On Thursday, May 8, 2014 7:16:43 AM UTC-4, Chris McDonough wrote:
>
> All of the above use cases presume that you have visibility into the 
> session implementation's backend to load data.  If you do, that's fine, 
> but there are no APIs in Pyramid that provide this functionality, so 
> you're already in implementation-dependent mode when trying to satisfy 
> any of them.  


Agreed.  I'm not trying to use this data to do anything "with" the Pyramid 
system. 


Having the ability to uniformly access a session's id 
> across ISession implementations buys you very little in these cases, 
> because you're already relying on implementation details that 
> necessarily go behind the back of ISession.  You couldn't just swap out 
> one sessioning implementation for another, and expect these kinds of 
> tests or features to continue working, even if ISession did have an ID 
> API, right? 
>

Yes and No. 

Incompatible:  If I were switching out a Redis for a Memcached system, then 
I'd need to have tests that can adapt the "loading" mechanism or are 
specific to whatever is active.

Compatible: If I were switching between two Redis or two Memcached 
backends, then everything should work.
 

> Server-side sessions are usually quite expensive.  Personally I use them 
> very sparingly.  Unleash "ab" against a page that accesses session data 
> and see. Definitely if all I needed was some tracking identifier, I'd 
> use a plain old cookie, if only to reduce CPU cycles on the server side. 
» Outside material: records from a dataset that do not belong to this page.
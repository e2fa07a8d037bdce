// Copyright 2025 Lablup Inc. and Jeongkyu Shin
//
// Licensed under the Apache License, Version 2.0 (the "License");
// you may not use this file except in compliance with the License.
// You may obtain a copy of the License at
//
//     http://www.apache.org/licenses/LICENSE-2.0
//
// Unless required by applicable law or agreed to in writing, software
// distributed under the License is distributed on an "AS IS" BASIS,
// WITHOUT WARRANTIES OR CONDITIONS OF ANY KIND, either express or implied.
// See the License for the specific language governing permissions and
// limitations under the License.

use std::io::Read;
use std::path::PathBuf;
use std::process::ExitCode;
use std::time::Duration;

use anyhow::Context;
use bat_observe::archive::{find_log_bundle, ArchiveInspector};
use bat_observe::cli::{
    Cli, Commands, ControlPlaneArgs, DiskArgs, SshArgs, TableArgs, TarContentsArgs, WaitVmArgs,
};
use bat_observe::config::{AppConfig, PollConfig};
use bat_observe::control_plane::CliRunner;
use bat_observe::disk::DiskInspector;
use bat_observe::parsing::TableParser;
use bat_observe::ssh::RemoteExecutor;
use bat_observe::vm::VmObserver;
use clap::Parser;
use tracing_subscriber::{layer::SubscriberExt, util::SubscriberInitExt};

fn main() -> ExitCode {
    tracing_subscriber::registry()
        .with(
            tracing_subscriber::EnvFilter::try_from_default_env()
                .unwrap_or_else(|_| AppConfig::DEFAULT_LOG_FILTER.into()),
        )
        .with(tracing_subscriber::fmt::layer().with_writer(std::io::stderr))
        .init();

    let cli = Cli::parse();

    let result = match cli.command {
        Commands::Table(args) => run_table(&args),
        Commands::Vms(args) => run_vms(&args),
        Commands::WaitVm(args) => run_wait_vm(&args),
        Commands::Ssh(args) => run_ssh(&args),
        Commands::Disk(args) => run_disk(&args),
        Commands::TarContents(args) => run_tar_contents(&args),
    };

    match result {
        Ok(code) => code,
        Err(e) => {
            eprintln!("Error: {e:#}");
            ExitCode::FAILURE
        }
    }
}

fn runner(args: &ControlPlaneArgs) -> CliRunner {
    args.cli_args
        .iter()
        .fold(CliRunner::new(&args.cli), |runner, arg| runner.arg(arg))
}

fn print_json<T: serde::Serialize>(value: &T) -> anyhow::Result<()> {
    println!("{}", serde_json::to_string_pretty(value)?);
    Ok(())
}

fn run_table(args: &TableArgs) -> anyhow::Result<ExitCode> {
    let text = match &args.file {
        Some(path) => std::fs::read_to_string(path)
            .with_context(|| format!("reading {}", path.display()))?,
        None => {
            let mut text = String::new();
            std::io::stdin().read_to_string(&mut text)?;
            text
        }
    };

    let parser = if args.strict {
        TableParser::strict()
    } else {
        TableParser::new()
    };
    print_json(&parser.parse(&text)?)?;
    Ok(ExitCode::SUCCESS)
}

fn run_vms(args: &ControlPlaneArgs) -> anyhow::Result<ExitCode> {
    let vms = VmObserver::new(runner(args)).list_vms()?;
    print_json(&vms)?;
    Ok(ExitCode::SUCCESS)
}

fn run_wait_vm(args: &WaitVmArgs) -> anyhow::Result<ExitCode> {
    let observer = VmObserver::new(runner(&args.control_plane)).with_poll(
        PollConfig::new()
            .attempts(args.attempts)
            .delay(Duration::from_millis(args.delay_ms)),
    );

    let vm = match &args.state {
        Some(state) => observer.wait_for_vm_state(&args.name, state)?,
        None => observer.wait_for_vm(&args.name)?,
    };

    match vm {
        Some(vm) => {
            print_json(&vm)?;
            Ok(ExitCode::SUCCESS)
        }
        None => {
            eprintln!(
                "{} not found after {} attempts",
                args.name,
                observer.poll_config().attempts
            );
            Ok(ExitCode::FAILURE)
        }
    }
}

fn run_ssh(args: &SshArgs) -> anyhow::Result<ExitCode> {
    let executor = RemoteExecutor::new();
    let target = &args.target;
    let options = target.options();
    let output = if args.sudo {
        executor.execute_sudo(&target.host, &target.user, &args.command, &options)?
    } else {
        executor.execute(&target.host, &target.user, &args.command, &options)?
    };
    print!("{output}");
    Ok(ExitCode::SUCCESS)
}

fn run_disk(args: &DiskArgs) -> anyhow::Result<ExitCode> {
    let inspector = DiskInspector::default();
    let options = args.target.options();
    if args.all {
        print_json(&inspector.disks(&args.target.host, &args.target.user, &options)?)?;
    } else {
        let size =
            inspector.persistent_disk_size(&args.target.host, &args.target.user, &options)?;
        println!("{size}");
    }
    Ok(ExitCode::SUCCESS)
}

fn run_tar_contents(args: &TarContentsArgs) -> anyhow::Result<ExitCode> {
    let path: PathBuf = match &args.path {
        Some(path) => path.clone(),
        None => find_log_bundle(".")?,
    };

    let inspector = ArchiveInspector::new();
    if args.details {
        print_json(&inspector.list_entry_details(&path)?)?;
    } else {
        for name in inspector.list_entries(&path)? {
            println!("{name}");
        }
    }
    Ok(ExitCode::SUCCESS)
}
Agreed.  That's why we use 2 sessions -- encrypted cookie on http ; server 
side on https -- and that's why we've switched backends a bunch, trying to 
edge out a little bit more performance.  Our https session data has data in 
it that we don't want to expose publicly (even in encrypted form) and is 
expensive/large to load.  So it's more efficient in this case.


In any case, without an actual in-the-wild use description of a required 
> feature that does not presume visibility into the session data backing 
> store or being able to parse the session id value out of a cookie, I'm 
> becoming more convinced that not requiring that an ISession implementer 
> expose the session id uniformly is actually correct.  That doesn't mean 
> that session implementations can't expose it; pyramid_redis_session 
> sessions already expose the session id (as session.session_id, FWIW), so 
> you could rely on this implementation detail as easily as you're already 
> relying on the detail (at least if you use pyramid_redis_sessions) that 
> session data gets stored in redis.  Relying on this would be no worse 
> than writing integration tests that check redis to see if the data 
> actually winds up there. 
>

Being an implementation detail is fine and fair.  As I said before, I'm 
more concerned with the other topic, which would also handle any of my 
needs.

I still would really like to see a "Recommended Practice" in the docs so 
that, if another person builds a session plugin and decides to expose this 
data, it would be the same as pyramid_redis_session or something else.